[[ Data listing, beginning ]]
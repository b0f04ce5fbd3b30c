//! Reporting engine tests: sales summaries and the X-Report
//!
//! The X-Report tests use the real clock ("today" in UTC) because the
//! bucketer always reports the current business date; orders are
//! inserted at now() so they land inside that day.

use std::sync::atomic::{AtomicI64, Ordering};
use std::time::Duration;

use chrono::NaiveDate;
use pos_server::db::DbService;
use pos_server::reporting;
use pos_server::utils::time;
use sqlx::SqlitePool;

const TZ: chrono_tz::Tz = chrono_tz::UTC;
const QUERY_TIMEOUT: Duration = Duration::from_secs(5);

static NEXT_ID: AtomicI64 = AtomicI64::new(1);

async fn setup() -> (tempfile::TempDir, SqlitePool) {
    let dir = tempfile::tempdir().expect("create temp dir");
    let db_path = dir.path().join("test.db");
    let db = DbService::new(&db_path.to_string_lossy())
        .await
        .expect("open test database");
    (dir, db.pool)
}

async fn insert_order(pool: &SqlitePool, created_at: i64, total: f64) {
    sqlx::query("INSERT INTO orders (id, created_at, total_amount, note) VALUES (?1, ?2, ?3, NULL)")
        .bind(NEXT_ID.fetch_add(1, Ordering::Relaxed))
        .bind(created_at)
        .bind(total)
        .execute(pool)
        .await
        .expect("insert order");
}

#[tokio::test]
async fn sales_summary_emits_sparse_series() {
    let (_dir, pool) = setup().await;
    let date = NaiveDate::from_ymd_opt(2026, 3, 10).unwrap();
    let day_start = time::day_start_millis(date, TZ);

    // Two orders inside hour 09, nothing anywhere else
    insert_order(&pool, day_start + 9 * time::HOUR_MILLIS + 15 * 60_000, 10.0).await;
    insert_order(&pool, day_start + 9 * time::HOUR_MILLIS + 45 * 60_000, 5.0).await;

    // Query 08:00 - 10:00
    let summary = reporting::build_sales_summary(
        &pool,
        day_start + 8 * time::HOUR_MILLIS,
        day_start + 10 * time::HOUR_MILLIS,
        TZ,
        QUERY_TIMEOUT,
    )
    .await
    .expect("summary succeeds");

    assert_eq!(summary.order_count, 2);
    assert!((summary.total_sales - 15.0).abs() < 1e-9);
    // Sparse: one entry for 09:00, no synthesized entry for 08:00
    assert_eq!(summary.series.len(), 1);
    assert_eq!(summary.series[0].hour, "09:00");
    assert!((summary.series[0].amount - 15.0).abs() < 1e-9);
}

#[tokio::test]
async fn sales_summary_of_empty_range_is_zero_not_error() {
    let (_dir, pool) = setup().await;
    let date = NaiveDate::from_ymd_opt(2026, 3, 10).unwrap();
    let day_start = time::day_start_millis(date, TZ);

    let summary = reporting::build_sales_summary(
        &pool,
        day_start,
        day_start + 24 * time::HOUR_MILLIS,
        TZ,
        QUERY_TIMEOUT,
    )
    .await
    .expect("empty range is a zero result, not an error");

    assert_eq!(summary.order_count, 0);
    assert_eq!(summary.total_sales, 0.0);
    assert!(summary.series.is_empty());
}

#[tokio::test]
async fn inverted_range_yields_zero_rows() {
    let (_dir, pool) = setup().await;
    let date = NaiveDate::from_ymd_opt(2026, 3, 10).unwrap();
    let day_start = time::day_start_millis(date, TZ);
    insert_order(&pool, day_start + time::HOUR_MILLIS, 10.0).await;

    let summary = reporting::build_sales_summary(
        &pool,
        day_start + 10 * time::HOUR_MILLIS,
        day_start, // end before start
        TZ,
        QUERY_TIMEOUT,
    )
    .await
    .expect("inverted range still succeeds");
    assert_eq!(summary.order_count, 0);
    assert!(summary.series.is_empty());
}

#[tokio::test]
async fn open_day_x_report_has_24_live_buckets() {
    let (_dir, pool) = setup().await;
    insert_order(&pool, shared::util::now_millis(), 12.5).await;
    insert_order(&pool, shared::util::now_millis(), 7.5).await;

    let report = reporting::build_x_report(&pool, TZ, QUERY_TIMEOUT)
        .await
        .expect("x-report succeeds");

    assert!(!report.closed);
    assert_eq!(report.hours.len(), reporting::HOURS_PER_DAY);
    assert_eq!(report.hours[0].hour, "00:00");
    assert_eq!(report.hours[23].hour, "23:00");
    let total: f64 = report.hours.iter().map(|h| h.amount).sum();
    assert!((total - 20.0).abs() < 1e-9);
}

#[tokio::test]
async fn closed_day_x_report_is_all_zeros() {
    let (_dir, pool) = setup().await;
    insert_order(&pool, shared::util::now_millis(), 42.0).await;

    let today = time::today(TZ);
    reporting::close_day(&pool, today, TZ)
        .await
        .expect("close succeeds");

    let report = reporting::build_x_report(&pool, TZ, QUERY_TIMEOUT)
        .await
        .expect("x-report succeeds after close");

    assert!(report.closed);
    assert_eq!(report.hours.len(), reporting::HOURS_PER_DAY);
    assert!(
        report.hours.iter().all(|h| h.amount == 0.0),
        "closed day must zero every bucket even though the ledger has orders"
    );
}

#[tokio::test]
async fn reset_restores_live_x_report() {
    let (_dir, pool) = setup().await;
    insert_order(&pool, shared::util::now_millis(), 18.0).await;

    let today = time::today(TZ);
    reporting::close_day(&pool, today, TZ)
        .await
        .expect("close succeeds");
    reporting::reopen_day(&pool, today)
        .await
        .expect("reset succeeds");

    let report = reporting::build_x_report(&pool, TZ, QUERY_TIMEOUT)
        .await
        .expect("x-report succeeds after reset");
    assert!(!report.closed);
    let total: f64 = report.hours.iter().map(|h| h.amount).sum();
    assert!((total - 18.0).abs() < 1e-9);
}

#[tokio::test]
async fn closing_status_reports_frozen_totals() {
    let (_dir, pool) = setup().await;
    insert_order(&pool, shared::util::now_millis(), 33.0).await;

    let today = time::today(TZ);
    let open = reporting::closing_status(&pool, today)
        .await
        .expect("status read succeeds");
    assert!(!open.closed);
    assert_eq!(open.total_orders, 0);

    reporting::close_day(&pool, today, TZ)
        .await
        .expect("close succeeds");

    let closed = reporting::closing_status(&pool, today)
        .await
        .expect("status read succeeds");
    assert!(closed.closed);
    assert_eq!(closed.total_orders, 1);
    assert!((closed.total_sales - 33.0).abs() < 1e-9);
    assert!(closed.closed_at.is_some());
}
use camino::Utf8PathBuf;
use miette::Diagnostic;
use serde::Serialize;
use thiserror::Error;

#[derive(Debug, Error, Diagnostic)]
pub enum CensusError {
    #[error("invalid task id: {0}")]
    InvalidTaskId(String),

    #[error("duplicate task id: {0}")]
    DuplicateTaskId(u64),

    #[error("invalid task url {url}: {message}")]
    InvalidUrl { url: String, message: String },

    #[error("unsupported HTTP method: {0}")]
    UnsupportedMethod(String),

    #[error("missing config file trait-census.json in current directory")]
    MissingConfig,

    #[error("failed to read config file at {0}")]
    ConfigRead(Utf8PathBuf),

    #[error("failed to parse JSON config: {0}")]
    ConfigParse(String),

    #[error("invalid config: {0}")]
    InvalidConfig(String),

    #[error("no tasks configured (use `tasks`, `range` or --base-url)")]
    NoTasks,

    #[error("HTTP client setup failed: {0}")]
    ClientBuild(String),

    #[error("failed to write output: {0}")]
    Output(String),
}

/// Why a single task produced no record.
///
/// These never leave the worker that hit them; they are logged and collected
/// into the batch report.
#[derive(Debug, Clone, PartialEq, Eq, Error, Serialize)]
#[serde(tag = "kind", rename_all = "snake_case")]
pub enum FetchFailure {
    #[error("request failed: {message}")]
    Transport { message: String },

    #[error("endpoint returned status {status}: {body}")]
    BadStatus { status: u16, body: String },

    #[error("malformed response: {message}")]
    MalformedResponse { message: String },

    #[error("worker panicked while handling the task")]
    Panicked,
}

impl FetchFailure {
    pub fn transport(message: impl Into<String>) -> Self {
        FetchFailure::Transport {
            message: message.into(),
        }
    }

    pub fn malformed(message: impl Into<String>) -> Self {
        FetchFailure::MalformedResponse {
            message: message.into(),
        }
    }
}
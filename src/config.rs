use std::collections::{BTreeMap, HashSet};
use std::fs;
use std::time::Duration;

use camino::{Utf8Path, Utf8PathBuf};
use reqwest::Url;
use serde::{Deserialize, Serialize};

use crate::coordinator::FetchSettings;
use crate::domain::{HttpMethod, Task};
use crate::error::CensusError;

pub const DEFAULT_CONFIG_FILE: &str = "trait-census.json";

#[derive(Debug, Default, Deserialize, Serialize)]
pub struct Config {
    #[serde(default)]
    pub schema_version: Option<u32>,
    #[serde(default)]
    pub method: Option<HttpMethod>,
    #[serde(default)]
    pub workers: Option<usize>,
    #[serde(default)]
    pub timeout_secs: Option<u64>,
    #[serde(default)]
    pub monitor_interval_secs: Option<u64>,
    #[serde(default)]
    pub collection_size: Option<u64>,
    #[serde(default)]
    pub tasks: Vec<TaskEntry>,
    #[serde(default)]
    pub range: Option<RangeEntry>,
}

#[derive(Debug, Deserialize, Serialize)]
#[serde(untagged)]
pub enum TaskEntry {
    Shorthand(String),
    Detailed(TaskEntryObject),
}

#[derive(Debug, Deserialize, Serialize)]
pub struct TaskEntryObject {
    pub id: u64,
    pub url: String,
}

/// Generates `{base_url}{id}{suffix}?{query}` for every id in `first..=last`.
#[derive(Debug, Clone, Deserialize, Serialize)]
pub struct RangeEntry {
    pub base_url: String,
    pub first: u64,
    pub last: u64,
    #[serde(default)]
    pub suffix: Option<String>,
    #[serde(default)]
    pub query: BTreeMap<String, String>,
}

#[derive(Debug, Clone)]
pub struct ResolvedConfig {
    pub schema_version: u32,
    pub settings: FetchSettings,
    pub collection_size: Option<u64>,
    pub tasks: Vec<Task>,
}

pub struct ConfigLoader;

impl ConfigLoader {
    pub fn resolve(path: Option<&Utf8Path>) -> Result<ResolvedConfig, CensusError> {
        let config_path = match path {
            Some(path) => path.to_path_buf(),
            None => Utf8PathBuf::from(DEFAULT_CONFIG_FILE),
        };

        if path.is_none() && !config_path.exists() {
            return Err(CensusError::MissingConfig);
        }

        let content = fs::read_to_string(&config_path)
            .map_err(|_| CensusError::ConfigRead(config_path.clone()))?;
        let config: Config = serde_json::from_str(&content)
            .map_err(|err| CensusError::ConfigParse(err.to_string()))?;

        Self::resolve_config(config)
    }

    pub fn resolve_config(config: Config) -> Result<ResolvedConfig, CensusError> {
        let schema_version = config.schema_version.unwrap_or(1);
        let defaults = FetchSettings::default();

        let worker_count = config.workers.unwrap_or(defaults.worker_count);
        if worker_count == 0 {
            return Err(CensusError::InvalidConfig(
                "workers must be at least 1".to_string(),
            ));
        }
        let timeout = match config.timeout_secs {
            Some(0) => {
                return Err(CensusError::InvalidConfig(
                    "timeout_secs must be at least 1".to_string(),
                ));
            }
            Some(secs) => Duration::from_secs(secs),
            None => defaults.timeout,
        };
        let monitor_interval = match config.monitor_interval_secs {
            Some(0) => None,
            Some(secs) => Some(Duration::from_secs(secs)),
            None => defaults.monitor_interval,
        };

        let mut tasks = config
            .tasks
            .into_iter()
            .enumerate()
            .map(|(index, entry)| {
                let task = match entry {
                    TaskEntry::Shorthand(url) => Task::new(index as u64 + 1, url),
                    TaskEntry::Detailed(obj) => Task::new(obj.id, obj.url),
                };
                validate_url(&task.url)?;
                Ok(task)
            })
            .collect::<Result<Vec<_>, CensusError>>()?;
        if let Some(range) = &config.range {
            tasks.extend(range_tasks(range)?);
        }
        ensure_unique_ids(&tasks)?;

        Ok(ResolvedConfig {
            schema_version,
            settings: FetchSettings {
                method: config.method.unwrap_or(defaults.method),
                worker_count,
                timeout,
                monitor_interval,
            },
            collection_size: config.collection_size,
            tasks,
        })
    }
}

pub fn range_tasks(range: &RangeEntry) -> Result<Vec<Task>, CensusError> {
    if range.first > range.last {
        return Err(CensusError::InvalidConfig(format!(
            "range first ({}) is greater than last ({})",
            range.first, range.last
        )));
    }
    let suffix = range.suffix.as_deref().unwrap_or(".json");
    (range.first..=range.last)
        .map(|id| {
            let raw = format!("{}{id}{suffix}", range.base_url);
            let mut url = Url::parse(&raw).map_err(|err| CensusError::InvalidUrl {
                url: raw.clone(),
                message: err.to_string(),
            })?;
            if !range.query.is_empty() {
                url.query_pairs_mut().extend_pairs(&range.query);
            }
            Ok(Task::new(id, url.to_string()))
        })
        .collect()
}

fn validate_url(url: &str) -> Result<(), CensusError> {
    Url::parse(url)
        .map(|_| ())
        .map_err(|err| CensusError::InvalidUrl {
            url: url.to_string(),
            message: err.to_string(),
        })
}

fn ensure_unique_ids(tasks: &[Task]) -> Result<(), CensusError> {
    let mut seen = HashSet::with_capacity(tasks.len());
    for task in tasks {
        if !seen.insert(task.id) {
            return Err(CensusError::DuplicateTaskId(task.id.get()));
        }
    }
    Ok(())
}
[[ Data listing, end ]]
Exercise requirements: Pick each line holding the word "format" out of the data and copy it.

Answer section:
        return Err(CensusError::InvalidConfig(format!(
            let raw = format!("{}{id}{suffix}", range.base_url);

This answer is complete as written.